Insomma, non è solo Gina ad avere paura e a vivere sempre nel perenne tentativo di accondiscendere i padroni, siamo anche noi che conduciamo l’esistenza in preda alla sensazione di essere sempre in bilico sul vuoto. E quella paura, cosciente o no che sia, è la fragilità. Umana o ferina è la stessa. Nella parte in cui anche l’uomo è puro istinto animale, avverte quel nulla, e si scopre fragile. La paura insita in ognuno di noi che si manifesta e accentua, man mano che si vive, nei modi più diversi. Da qui scaturiscono le pagine esilaranti delle manie, del rapporto con l’armadietto dei medicinali, o con il fumo che alleggerisce pensieri ed emozioni. Perfino il rapporto con le suppellettili è sintomo dell’attaccamento, quasi sciamanico, alle cose che si genera quando si capisce di non avere punti di riferimento saldi, definiti. Come Gina che cerca a ogni costo “con ottusa, spudorata tenacia” l’attenzione dei padroni, sempre in preda alla paura, al senso di colpa non meglio giustificati.
Mi piace molto la capacità di Trevi di partire da un particolare, un dettaglio che sia un animale, un amico, un libro, un sentimento e poi farne tema universale, passando per l’autobiografico. Mi piace l’atmosfera bohémien che pervade sempre, del tutto o solo in parte, le sue pagine.
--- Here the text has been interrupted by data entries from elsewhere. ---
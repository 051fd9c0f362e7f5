//! Time source port.

use chrono::{DateTime, Utc};

/// Source of timestamps for events and records.
pub trait Clock: Send + Sync {
    fn now(&self) -> DateTime<Utc>;
}

/// Wall clock.
#[derive(Debug, Clone, Copy, Default)]
pub struct SystemClock;

impl Clock for SystemClock {
    fn now(&self) -> DateTime<Utc> {
        Utc::now()
    }
}

/// Always returns the same instant. Makes runs reproducible.
#[derive(Debug, Clone, Copy)]
pub struct FixedClock(pub DateTime<Utc>);

impl Clock for FixedClock {
    fn now(&self) -> DateTime<Utc> {
        self.0
    }
}
//! Presentation layer for adr-council
//!
//! This crate contains CLI definitions, output formatters,
//! progress reporters, and the interactive clarification prompt.

pub mod cli;
pub mod follow;
pub mod interaction;
pub mod output;
pub mod progress;

// Re-export commonly used types
pub use cli::commands::{Cli, Command, OutputFormat};
pub use follow::{FollowError, RunFollower};
pub use interaction::{ClarificationResponder, StdinClarification};
pub use output::{
    ConsoleFormatter, JsonFormatter, MarkdownFormatter, OutputFormatter, formatter_for,
};
pub use progress::{ProgressNotifier, ProgressReporter, QuietProgress, SimpleProgress};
Il tono rilassato di chi racconta, ma soprattutto vuole riflettere e vuole farlo insieme al lettore, i tempi lenti della sua scrittura, del suo sguardo letterario, sono un valore aggiunto, permettono di andare a fondo nella lettura e sedimentano, dopo averla terminata.
Credo siano queste caratteristiche a motivare la difficoltà di inquadrare i libri dell’autore in un genere piuttosto che un altro, oppure non abbiamo ancora noi saputo dare un nome a un genere che è tante cose insieme e come tale ne incarna già uno proprio. Anche sotto questo profilo i libri di Emanuele Trevi sono coerenti e ne decretano l’unicità della voce.
I cani del nulla è un libro da consigliare perché, come tutti i libri di Emanuele Trevi, solleva il desiderio, che resta dentro anche a distanza di molto tempo, di porsi delle domande fondamentali, partendo da osservazioni semplici. Per capire come, nel viaggio della vita si può
“arrivare a essere vecchi e capire veramente senza mascherate, di non essere nulla, di non valere nulla. La verità più vera della poesia, la perla nell’ostrica”.
Una piccola nota si lega alla genesi e alla riedizione de I cani del nulla. Lo scrittore stesso la definisce una “fatalità”, svelando una volta di più la sua attenzione ai piccoli e grandi misteri che avvolgono alcuni eventi della vita. In un’articolo sul “Corriere della Sera” dello scorso agosto, Emanuele Trevi ricorda che Gina gli fu regalata, nel 1997, da Libero De Rienzo, attore scomparso nell’estate appena trascorsa appassionato lettore e suo grande amico, con la certezza che la sua presenza avrebbe segnato una svolta nel suo lavoro di scrittore.
L’osservazione del carattere e delle movenze della cagnetta, sempre all’erta nella paura di tornare al canile, e quindi per questo intenta a trovare perenne conferma dell’amore dei suoi nuovi padroni, ha contribuito infatti in maniera forte alla stesura del libro.
L’idea di scandagliare l’irrequietezza che osservava in Gina e in molti altri esseri umani e comprendere quella sensazione precaria di non sentirsi mai “completamente a casa propria” hanno stimolato la sua ricerca letteraria poi trasfusa nelle pagine.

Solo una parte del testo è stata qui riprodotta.